And he's so incoherent and so just clearly out of his fucking mind
that they basically have to cut him off at the end.
I think we have the end of the conversation.
How would you grade yourself now?
I would give myself an A+.
Nobody has done what I've been able to do.
And I did it despite the fact that I have a phony
cloud over my head that doesn't exist. But does it make you want to talk to him and put an end to it?
Does it make you want to talk to him? Because that's what we're doing. And the problem is that
it's such a it's such if you take a look, they're so conflicted. The people that are doing the
investigation, you have 13 people that are Democrats.
And by the way, you take a poll of the FBI.
I love the FBI.
The FBI loves me.
But the top people in the FBI headed by Comey were crooked.
And you look at the corruption at the top of the FBI.
It's a disgrace.
And our Justice Department, which I try and stay away from, but at some point I won't.
Our Justice Department should be looking at that kind of stuff, not the nonsense of collusion with Russia.
There is no collusion with me and Russia.
And everyone knows it.
We could talk to you all day, but it looks like you have a million things to do.
Oh, my God.
I hope you can join us again, Mr. President.
Thank you so much for being with us.
And, Anthony, good luck with your book.
It's going to be a winner. Thank you so much. And happy birthday Mr. President. Thank you so much for being with us. And Anthony, good luck with your book. It's going to be a winner.
Thank you so much.
And happy birthday to Melania.
Thank you very much.
We'll see you next Thursday, Mr. President.
All right.
Lines open.
Call in again sometime.
They're like, they keep trying to cut.
They're like, uh.
Yeah, the, okay.
Okay.
Just fucking hang up, man.
So good.
You must be so busy.
It's such an incredible.
Well, he's like, we could talk to you all day.
And he's like, I could.
They were saying, but we could talk to you all day.
He's like, I could.
But you're busy.
So we're going to give you that out.
The other thing that clearly happens is every time he calls in, they have to tell him to
turn down Fox and Friends, the TV he's watching.
Oh, like, yeah, someone on the radio.
Yeah, yeah.
For sure.
They're like, we're getting a little feedback.
Like, they have to build in. They're like, hey, Ma, turn your radio down a little bit. Okay, where are you calling from?
He's like, what?
He has to get an aide to mute
Fox and Friends.
So sad. Yeah, it's all just very interesting.
And the other thing, too, is what's amazing is Michael Avenatti
I think immediately entered this
call into evidence.
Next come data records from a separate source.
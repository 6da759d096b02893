//! taskpad CLI - a task tracker with a git-backed binary task file.

use clap::Parser;
use colored::*;
use eyre::{Context, Result};
use log::{info, warn};
use std::fs;
use std::path::{Path, PathBuf};
use taskpad::{GitVcs, LogEntry, Task, TaskStore};

mod cli;
mod repl;

use cli::{Cli, Command};

fn setup_logging() -> Result<()> {
    let log_dir = dirs::data_local_dir()
        .unwrap_or_else(|| PathBuf::from("."))
        .join("taskpad")
        .join("logs");

    fs::create_dir_all(&log_dir).context("Failed to create log directory")?;

    let log_file = log_dir.join("taskpad.log");

    let target = Box::new(
        fs::OpenOptions::new()
            .create(true)
            .append(true)
            .open(&log_file)
            .context("Failed to open log file")?,
    );

    env_logger::Builder::from_default_env()
        .target(env_logger::Target::Pipe(target))
        .init();

    info!("Logging initialized, writing to: {}", log_file.display());
    Ok(())
}

fn format_status(completed: bool) -> ColoredString {
    if completed {
        format!("{:<10}", "completed").blue()
    } else {
        format!("{:<10}", "pending").yellow()
    }
}

/// Render the task table the way `list` always has: id, description,
/// status, last modified.
pub(crate) fn print_tasks(tasks: &[Task]) {
    if tasks.is_empty() {
        println!("{}", "No tasks available".dimmed());
        return;
    }

    println!("\n{:<4} {:<50} {:<10} {:<20}", "ID", "Description", "Status", "Last Modified");
    println!("{}", "-".repeat(86));
    for task in tasks {
        println!(
            "{:<4} {:<50} {} {:<20}",
            task.id,
            task.description,
            format_status(task.completed),
            task.updated_at.with_timezone(&chrono::Local).format("%Y-%m-%d %H:%M:%S"),
        );
    }
    println!();
}

pub(crate) fn print_history(id: u32, entries: &[LogEntry]) {
    if entries.is_empty() {
        println!("{}", format!("No history for task {id}").dimmed());
        return;
    }

    println!("History for task {id}:");
    for entry in entries {
        println!("  {} {} {}", entry.hash.yellow(), entry.date.dimmed(), entry.subject);
    }
}

fn run(cli: Cli) -> Result<()> {
    let mut store = TaskStore::open(&cli.file).context("Failed to open task store")?;

    if let Some(e) = store.load_error() {
        eprintln!(
            "{} task file {} is corrupt ({e}); starting with an empty list",
            "Warning:".yellow().bold(),
            cli.file.display()
        );
    }

    if !cli.no_vcs {
        let workdir = match cli.file.parent() {
            Some(p) if !p.as_os_str().is_empty() => p,
            _ => Path::new("."),
        };
        match GitVcs::init(workdir) {
            Ok(vcs) => store = store.with_vcs(Box::new(vcs)),
            // The store works fine without its sidecar; history just
            // won't accumulate.
            Err(e) => warn!("git sidecar unavailable: {e}"),
        }
    }

    match cli.command {
        None => {
            println!("taskpad {}", env!("CARGO_PKG_VERSION"));
            repl::run(&mut store)?;
        }

        Some(Command::Add { description }) => {
            let task = store.add(&description)?;
            println!("{} Task added with ID: {}", "✓".green(), task.id.to_string().cyan());
        }

        Some(Command::Edit { id, description }) => {
            store.edit(id, &description)?;
            println!("{} Task {id} updated.", "✓".green());
        }

        Some(Command::Complete { id }) => {
            store.complete(id)?;
            println!("{} Task {id} marked as completed.", "✓".green());
        }

        Some(Command::Delete { id }) => {
            store.delete(id)?;
            println!("{} Task {id} deleted.", "✓".green());
        }

        Some(Command::List { json }) => {
            if json {
                println!("{}", serde_json::to_string_pretty(store.tasks())?);
            } else {
                print_tasks(store.tasks());
            }
        }

        Some(Command::History { id, json }) => {
            let entries = store.history(id)?;
            if json {
                println!("{}", serde_json::to_string_pretty(&entries)?);
            } else {
                print_history(id, &entries);
            }
        }
    }

    Ok(())
}

fn main() -> Result<()> {
    setup_logging().context("Failed to setup logging")?;

    let cli = Cli::parse();
    info!("Command: {:?}", std::env::args().collect::<Vec<_>>());

    if let Err(e) = run(cli) {
        eprintln!("{} {e}", "Error:".red().bold());
        std::process::exit(1);
    }

    Ok(())
}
So Michael Avenatti is
Stormy Daniels' lawyer, who is the
fucking, like, the lawyer who's been.
The troll troll.
The real troll,
amazingly.
And also on Morning Joe,
Michael Avenatti was on
while this was happening
and they were like laughing about it
and he's like,
okay,
this is the weird thing he said.
He kind of got a little messy.
He was basically saying that
it's possible that the $1.6 million payment
that Elliot Broidy,
who was the fundraiser that had to resign, who was also one of Michael Cohen's quote unquote clients.
Right.
There were three clients.
There was Trump.
There was Elliot Broidy and Sean Hannity.
Elliot Broidy was the only one that we had like very specific details, right?
That he paid a playmate $1.6 million to have an abortion.
So it was, yeah, a $1.6 million dollars to have an abortion so it was yeah a 1.6 million dollar abortion
payout uh and what michael avenatti says he goes mika you know like who are the three
uh clients that like were michael cohen's that were named and stormy daniels lawyer is saying
is asking her the host one of the hosts of morning joe which is a thing he presumably knows
yeah but you know he's trying to be a lawyer you know know what I mean? Right, lawyerly. He's a little Socratic and shit.
So he's like, yo, so who are they?
And she says, the president, Elliot Broidy, and Sean Hannity.
He goes, no, see, you're making the same mistake everybody else is.
Because Elliot Broidy was never actually named in open court as a client of Michael Cohen's.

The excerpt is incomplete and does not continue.